La Musique dans l'œuvre romanesque d'Émile Ollivier:
entre chant funèbre et hymne à la vie
Joubert Satyre
University of Guelph

Par sa présence sur le plan compositionnel et sur le plan thématique, la musique joue un rôle central dans l'œuvre romanesque d'Émile Ollivier. Certes, Ollivier n'est pas le premier romancier haïtien ou antillais à faire entrer cet art dans l'espace romanesque. Beaucoup de romans antillais intègrent dans leur trame narrative une chanson, un air classique ou populaire ; mais la musique y traverse rarement le temps et l'espace du récit et ne se relie guère au destin des personnages. Elle s'évanouit sitôt exécutée ou entendue.
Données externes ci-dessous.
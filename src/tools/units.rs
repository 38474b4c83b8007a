//! Unit, Time and Data MCP Tools
//!
//! Wrap the conversion engine for the unit converter, time calculator and
//! data calculator, and record successful conversions to history.

use serde::Serialize;

use crate::catalog::{CalculatorTool, QuickConversion};
use crate::convert::units::display_name;
use crate::convert::{
    convert, format_number, parse_dimension, parse_value, ConversionError, ConversionResult,
    Dimension,
};
use crate::tools::history::HistoryRegistry;

/// Response for a successful unit conversion
#[derive(Debug, Serialize)]
pub struct UnitConversionResponse {
    pub dimension: &'static str,
    pub from_unit: String,
    pub to_unit: String,
    pub input_value: f64,
    pub result: f64,
    /// Result as displayed (grouped, at most 8 decimals)
    pub output_value: String,
}

/// Dimension summary for listing
#[derive(Debug, Serialize)]
pub struct DimensionSummary {
    pub id: &'static str,
    pub name: String,
    pub base_unit: &'static str,
    pub linear: bool,
    pub unit_count: usize,
}

/// Unit summary for listing
#[derive(Debug, Serialize)]
pub struct UnitSummary {
    pub id: &'static str,
    pub name: String,
    /// Units per one base unit (absent for temperature)
    pub factor: Option<f64>,
}

/// Response for list_units
#[derive(Debug, Serialize)]
pub struct ListUnitsResponse {
    pub dimension: &'static str,
    pub base_unit: &'static str,
    pub units: Vec<UnitSummary>,
}

/// Response for list_quick_conversions
#[derive(Debug, Serialize)]
pub struct QuickConversionsResponse {
    pub tool: &'static str,
    pub conversions: &'static [QuickConversion],
}

// ============================================================================
// Conversion Tools
// ============================================================================

/// Convert a raw value between two units of a dimension
pub fn convert_units(
    history: &HistoryRegistry,
    value: &str,
    from_unit: &str,
    to_unit: &str,
    dimension: &str,
) -> ConversionResult<UnitConversionResponse> {
    let dimension = parse_dimension(dimension)?;
    run_conversion(history, CalculatorTool::UnitConverter, value, from_unit, to_unit, dimension)
}

/// Time calculator: convert within the time dimension
pub fn calculate_time(
    history: &HistoryRegistry,
    value: &str,
    from_unit: &str,
    to_unit: &str,
) -> ConversionResult<UnitConversionResponse> {
    run_conversion(history, CalculatorTool::TimeCalculator, value, from_unit, to_unit, Dimension::Time)
}

/// Data calculator: convert within the data storage dimension
pub fn calculate_data(
    history: &HistoryRegistry,
    value: &str,
    from_unit: &str,
    to_unit: &str,
) -> ConversionResult<UnitConversionResponse> {
    run_conversion(
        history,
        CalculatorTool::DataCalculator,
        value,
        from_unit,
        to_unit,
        Dimension::DataStorage,
    )
}

fn run_conversion(
    history: &HistoryRegistry,
    tool: CalculatorTool,
    value: &str,
    from_unit: &str,
    to_unit: &str,
    dimension: Dimension,
) -> ConversionResult<UnitConversionResponse> {
    let input_value = parse_value(value)?;
    let result = convert(input_value, from_unit, to_unit, dimension)?;
    let output_value = format_number(result);

    tracing::debug!(
        "{}: {} {} -> {} {}",
        tool.slug(),
        input_value,
        from_unit,
        output_value,
        to_unit
    );
    history.submit(tool, value, &output_value, from_unit, to_unit);

    Ok(UnitConversionResponse {
        dimension: dimension.as_str(),
        from_unit: from_unit.trim().to_lowercase(),
        to_unit: to_unit.trim().to_lowercase(),
        input_value,
        result,
        output_value,
    })
}

// ============================================================================
// Listing Tools
// ============================================================================

/// All dimensions, sorted by id
pub fn list_dimensions() -> Vec<DimensionSummary> {
    Dimension::ALL
        .iter()
        .map(|d| DimensionSummary {
            id: d.as_str(),
            name: d.display_name(),
            base_unit: d.base_unit(),
            linear: d.is_linear(),
            unit_count: d.unit_ids().len(),
        })
        .collect()
}

/// Units of a dimension, sorted by id
pub fn list_units(dimension: &str) -> Result<ListUnitsResponse, ConversionError> {
    let dimension = parse_dimension(dimension)?;
    let units = dimension
        .unit_ids()
        .into_iter()
        .map(|id| UnitSummary {
            id,
            name: display_name(id),
            factor: dimension.factor(id),
        })
        .collect();

    Ok(ListUnitsResponse {
        dimension: dimension.as_str(),
        base_unit: dimension.base_unit(),
        units,
    })
}

/// Preset pairs for a calculator tool
pub fn list_quick_conversions(tool: &str) -> Result<QuickConversionsResponse, String> {
    let tool = CalculatorTool::from_str(tool).ok_or_else(|| format!("Unknown tool '{}'", tool))?;
    Ok(QuickConversionsResponse {
        tool: tool.slug(),
        conversions: tool.quick_conversions(),
    })
}

#[cfg(test)]
mod tests {
    use super::*;
    use std::sync::Arc;
    use std::time::Duration;

    use crate::history::MemoryStore;

    fn registry() -> HistoryRegistry {
        HistoryRegistry::load(Arc::new(MemoryStore::new()), Duration::from_millis(20))
    }

    #[tokio::test]
    async fn test_convert_units_formats_output() {
        let history = registry();
        let response = convert_units(&history, "1", "kilometers", "meters", "length").unwrap();
        assert_eq!(response.dimension, "length");
        assert_eq!(response.output_value, "1,000");

        tokio::time::sleep(Duration::from_millis(300)).await;
        let entries = history.entries(CalculatorTool::UnitConverter);
        assert_eq!(entries.len(), 1);
        assert_eq!(entries[0].output_value, "1,000");
    }

    #[tokio::test]
    async fn test_convert_units_errors_are_not_recorded() {
        let history = registry();
        assert!(matches!(
            convert_units(&history, "abc", "meters", "feet", "length"),
            Err(ConversionError::InvalidInput(_))
        ));
        assert!(matches!(
            convert_units(&history, "1", "meters", "feet", "luminosity"),
            Err(ConversionError::UnknownDimension(_))
        ));
        assert!(matches!(
            convert_units(&history, "1", "meters", "celsius", "length"),
            Err(ConversionError::InvalidUnit { .. })
        ));

        tokio::time::sleep(Duration::from_millis(300)).await;
        assert!(history.entries(CalculatorTool::UnitConverter).is_empty());
    }

    #[tokio::test]
    async fn test_calculators() {
        let history = registry();
        let time = calculate_time(&history, "2", "hours", "minutes").unwrap();
        assert_eq!(time.output_value, "120");

        let data = calculate_data(&history, "1024", "kilobytes", "megabytes").unwrap();
        assert_eq!(data.output_value, "1");

        assert!(calculate_data(&history, "1", "hours", "bytes").is_err());
    }

    #[test]
    fn test_list_dimensions() {
        let dimensions = list_dimensions();
        assert_eq!(dimensions.len(), 12);
        assert_eq!(dimensions[0].id, "angle");
        let temperature = dimensions.iter().find(|d| d.id == "temperature").unwrap();
        assert!(!temperature.linear);
        assert_eq!(temperature.unit_count, 3);
    }

    #[test]
    fn test_list_units() {
        let response = list_units("frequency").unwrap();
        let ids: Vec<&str> = response.units.iter().map(|u| u.id).collect();
        assert_eq!(ids, vec!["gigahertz", "hertz", "kilohertz", "megahertz"]);
        assert_eq!(response.base_unit, "hertz");

        let temps = list_units("temperature").unwrap();
        assert!(temps.units.iter().all(|u| u.factor.is_none()));

        assert!(list_units("nope").is_err());
    }

    #[test]
    fn test_list_quick_conversions() {
        let response = list_quick_conversions("color-converter").unwrap();
        assert_eq!(response.conversions.len(), 5);
        assert!(list_quick_conversions("image-compressor").is_err());
    }
}
//! Tool catalog
//!
//! Stable numeric tool ids mapped to display descriptors, plus the quick
//! conversion pairs each calculator offers. Built once as static tables.

use serde::Serialize;

/// Icon used when a tool id has no entry
pub const FALLBACK_ICON: &str = "database";

/// Tool grouping on the dashboard
#[derive(Debug, Clone, Copy, PartialEq, Eq, Serialize)]
#[serde(rename_all = "lowercase")]
pub enum ToolCategory {
    Calculator,
    Compressor,
}

/// Calculators backed by the conversion engine
#[derive(Debug, Clone, Copy, PartialEq, Eq, Hash, Serialize)]
#[serde(rename_all = "snake_case")]
pub enum CalculatorTool {
    UnitConverter,
    ColorConverter,
    TimeCalculator,
    DataCalculator,
}

impl CalculatorTool {
    pub const ALL: [CalculatorTool; 4] = [
        CalculatorTool::UnitConverter,
        CalculatorTool::ColorConverter,
        CalculatorTool::TimeCalculator,
        CalculatorTool::DataCalculator,
    ];

    pub fn id(&self) -> u32 {
        match self {
            CalculatorTool::UnitConverter => 10,
            CalculatorTool::ColorConverter => 11,
            CalculatorTool::TimeCalculator => 12,
            CalculatorTool::DataCalculator => 13,
        }
    }

    pub fn slug(&self) -> &'static str {
        match self {
            CalculatorTool::UnitConverter => "unit-converter",
            CalculatorTool::ColorConverter => "color-converter",
            CalculatorTool::TimeCalculator => "time-calculator",
            CalculatorTool::DataCalculator => "data-calculator",
        }
    }

    /// Accepts the slug, the snake_case name or the numeric id
    pub fn from_str(s: &str) -> Option<Self> {
        let normalized = s.trim().to_lowercase().replace('_', "-");
        Self::ALL.into_iter().find(|tool| {
            tool.slug() == normalized
                || normalized
                    .parse::<u32>()
                    .map(|id| id == tool.id())
                    .unwrap_or(false)
        })
    }

    /// Key the tool's history list is persisted under
    pub fn history_key(&self) -> &'static str {
        match self {
            CalculatorTool::UnitConverter => "unitConverterHistory",
            CalculatorTool::ColorConverter => "colorConverterHistory",
            CalculatorTool::TimeCalculator => "timeCalculatorHistory",
            CalculatorTool::DataCalculator => "dataCalculatorHistory",
        }
    }

    pub fn descriptor(&self) -> &'static ToolDescriptor {
        // Every calculator id is present in TOOLS
        TOOLS
            .iter()
            .find(|t| t.id == self.id())
            .unwrap_or(&TOOLS[0])
    }

    /// Preset from/to pairs offered as one-click shortcuts
    pub fn quick_conversions(&self) -> &'static [QuickConversion] {
        match self {
            CalculatorTool::UnitConverter => UNIT_QUICK_CONVERSIONS,
            CalculatorTool::ColorConverter => COLOR_QUICK_CONVERSIONS,
            CalculatorTool::TimeCalculator => TIME_QUICK_CONVERSIONS,
            CalculatorTool::DataCalculator => DATA_QUICK_CONVERSIONS,
        }
    }
}

/// How a tool is presented on the dashboard
#[derive(Debug, Clone, Copy, PartialEq, Eq, Serialize)]
pub struct ToolDescriptor {
    pub id: u32,
    pub name: &'static str,
    pub slug: &'static str,
    pub description: &'static str,
    pub category: ToolCategory,
    pub icon: &'static str,
}

/// A preset conversion pair
#[derive(Debug, Clone, Copy, PartialEq, Eq, Serialize)]
pub struct QuickConversion {
    /// Dimension id for unit pairs; `None` for color and single-dimension tools
    pub dimension: Option<&'static str>,
    pub from: &'static str,
    pub to: &'static str,
    pub label: &'static str,
}

const fn pair(
    dimension: Option<&'static str>,
    from: &'static str,
    to: &'static str,
    label: &'static str,
) -> QuickConversion {
    QuickConversion {
        dimension,
        from,
        to,
        label,
    }
}

/// All tools, ordered by id
pub static TOOLS: &[ToolDescriptor] = &[
    ToolDescriptor {
        id: 10,
        name: "Unit Converter",
        slug: "unit-converter",
        description: "Convert between units of length, mass, temperature, volume and more",
        category: ToolCategory::Calculator,
        icon: "refresh-cw",
    },
    ToolDescriptor {
        id: 11,
        name: "Color Converter",
        slug: "color-converter",
        description: "Convert colors between HEX, RGB(A) and HSL(A)",
        category: ToolCategory::Calculator,
        icon: "palette",
    },
    ToolDescriptor {
        id: 12,
        name: "Time Calculator",
        slug: "time-calculator",
        description: "Convert durations from nanoseconds to years",
        category: ToolCategory::Calculator,
        icon: "clock",
    },
    ToolDescriptor {
        id: 13,
        name: "Data Calculator",
        slug: "data-calculator",
        description: "Convert data sizes between bits, bytes and binary multiples",
        category: ToolCategory::Calculator,
        icon: "database",
    },
    ToolDescriptor {
        id: 14,
        name: "Image Compressor",
        slug: "image-compressor",
        description: "Compress images in the browser",
        category: ToolCategory::Compressor,
        icon: "file-image",
    },
    ToolDescriptor {
        id: 16,
        name: "Code Minifier",
        slug: "code-minifier",
        description: "Minify JavaScript, CSS and HTML",
        category: ToolCategory::Compressor,
        icon: "file-code",
    },
    ToolDescriptor {
        id: 17,
        name: "JSON Compressor",
        slug: "json-compressor",
        description: "Minify or pretty-print JSON documents",
        category: ToolCategory::Compressor,
        icon: "braces",
    },
];

/// Look up a tool by numeric id
pub fn tool_by_id(id: u32) -> Option<&'static ToolDescriptor> {
    TOOLS.iter().find(|t| t.id == id)
}

/// Look up a tool by slug
pub fn tool_by_slug(slug: &str) -> Option<&'static ToolDescriptor> {
    let slug = slug.trim().to_lowercase();
    TOOLS.iter().find(|t| t.slug == slug)
}

/// Icon name for a tool id, falling back for unknown ids
pub fn icon_for(id: u32) -> &'static str {
    tool_by_id(id).map(|t| t.icon).unwrap_or(FALLBACK_ICON)
}

// ============================================================================
// Quick conversions
// ============================================================================

static UNIT_QUICK_CONVERSIONS: &[QuickConversion] = &[
    pair(Some("length"), "meters", "feet", "Meters → Feet"),
    pair(Some("length"), "kilometers", "miles", "Kilometers → Miles"),
    pair(Some("temperature"), "celsius", "fahrenheit", "Celsius → Fahrenheit"),
    pair(Some("temperature"), "fahrenheit", "celsius", "Fahrenheit → Celsius"),
    pair(Some("temperature"), "celsius", "kelvin", "Celsius → Kelvin"),
    pair(Some("mass"), "kilograms", "pounds", "Kilograms → Pounds"),
    pair(Some("mass"), "grams", "ounces", "Grams → Ounces"),
    pair(Some("data_storage"), "gigabytes", "megabytes", "Gigabytes → Megabytes"),
    pair(Some("data_storage"), "megabytes", "kilobytes", "Megabytes → Kilobytes"),
    pair(Some("time"), "hours", "minutes", "Hours → Minutes"),
    pair(Some("time"), "days", "hours", "Days → Hours"),
];

static COLOR_QUICK_CONVERSIONS: &[QuickConversion] = &[
    pair(None, "hex", "rgb", "HEX → RGB"),
    pair(None, "rgb", "hex", "RGB → HEX"),
    pair(None, "rgb", "hsl", "RGB → HSL"),
    pair(None, "hsl", "rgb", "HSL → RGB"),
    pair(None, "hex", "hsl", "HEX → HSL"),
];

static TIME_QUICK_CONVERSIONS: &[QuickConversion] = &[
    pair(None, "nanoseconds", "microseconds", "Nanoseconds → Microseconds"),
    pair(None, "microseconds", "milliseconds", "Microseconds → Milliseconds"),
    pair(None, "milliseconds", "seconds", "Milliseconds → Seconds"),
    pair(None, "seconds", "minutes", "Seconds → Minutes"),
    pair(None, "minutes", "hours", "Minutes → Hours"),
    pair(None, "hours", "days", "Hours → Days"),
    pair(None, "days", "weeks", "Days → Weeks"),
];

static DATA_QUICK_CONVERSIONS: &[QuickConversion] = &[
    pair(None, "bytes", "kilobytes", "Bytes → Kilobytes (KB)"),
    pair(None, "kilobytes", "megabytes", "KB → Megabytes (MB)"),
    pair(None, "megabytes", "gigabytes", "MB → Gigabytes (GB)"),
    pair(None, "gigabytes", "terabytes", "GB → Terabytes (TB)"),
    pair(None, "bytes", "kibibytes", "Bytes → Kibibytes (KiB)"),
    pair(None, "kibibytes", "mebibytes", "KiB → Mebibytes (MiB)"),
    pair(None, "mebibytes", "gibibytes", "MiB → Gibibytes (GiB)"),
    pair(None, "gibibytes", "tebibytes", "GiB → Tebibytes (TiB)"),
];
Comme dirait Roland Barthes, elle fonctionne comme informant et non comme indice. Ollivier va plus loin, jusqu'à faire servir parfois la musique de modèle structurant à ses romans. Qu'est-ce qui explique l'omniprésence de la musique chez Ollivier ? Quelles en sont les manifestations sur le plan structurel et thématique ? Quelles sont les fonctions symboliques de la musique chez ce romancier ? Telles sont les principales questions auxquelles notre essai tentera de répondre.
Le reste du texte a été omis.